## What the exercise asks
For these records, count the lines containing the word "bool" and respond with the number alone.

## Data for the task
________________________________________
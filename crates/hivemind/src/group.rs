//! Group membership and group definitions.
//!
//! Membership is never cached: every call rescans the entities carrying a
//! [`GroupTag`](crate::world::GroupTag), so a result reflects the store at
//! the moment of the call and nothing after.

use std::collections::BTreeMap;

use tracing::{debug, info, warn};

use crate::assets::{AssetKind, AssetResolver, GroupDefinition};
use crate::behavior::Actor;
use crate::world::{ComponentKind, EntityId, EntityStore, EntityStoreExt, GroupTag, Hivemind};

/// Every entity tagged with `label` (case-insensitive), in store order.
///
/// An empty label, or one nobody carries, yields an empty list.
pub fn members_of<S: EntityStore + ?Sized>(store: &S, label: &str) -> Vec<EntityId> {
    if label.is_empty() {
        return Vec::new();
    }
    store
        .entities_with(ComponentKind::GroupTag)
        .into_iter()
        .filter(|entity| {
            store
                .get::<GroupTag>(*entity)
                .map_or(false, |tag| tag.is_in(label))
        })
        .collect()
}

/// Wrap each hivemind member into an actor handle.
pub fn actors_of(hivemind: &Hivemind) -> Vec<Actor> {
    hivemind.members().iter().copied().map(Actor::new).collect()
}

/// Group definitions known at start-up, keyed by lower-cased label.
#[derive(Debug, Clone, Default)]
pub struct GroupRegistry {
    groups: BTreeMap<String, GroupDefinition>,
}

impl GroupRegistry {
    /// Load every available group asset. Unreadable assets are logged and
    /// skipped; a later asset with the same label replaces an earlier one.
    pub fn load<R: AssetResolver + ?Sized>(resolver: &R) -> Self {
        let mut registry = Self::default();
        for id in resolver.available(AssetKind::Group) {
            match resolver.group(&id.to_string()) {
                Ok(def) => {
                    debug!(asset = %id, label = %def.group_label, "loaded group asset");
                    registry.insert(def);
                }
                Err(err) => warn!(asset = %id, error = %err, "failed to load group asset"),
            }
        }
        info!(groups = registry.len(), "group registry ready");
        registry
    }

    pub fn insert(&mut self, def: GroupDefinition) {
        self.groups.insert(def.group_label.to_lowercase(), def);
    }

    pub fn get(&self, label: &str) -> Option<&GroupDefinition> {
        self.groups.get(&label.to_lowercase())
    }

    pub fn contains(&self, label: &str) -> bool {
        self.get(label).is_some()
    }

    pub fn len(&self) -> usize {
        self.groups.len()
    }

    pub fn is_empty(&self) -> bool {
        self.groups.is_empty()
    }

    pub fn labels(&self) -> impl Iterator<Item = &str> {
        self.groups.values().map(|def| def.group_label.as_str())
    }
}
________________________________________
## Task result
2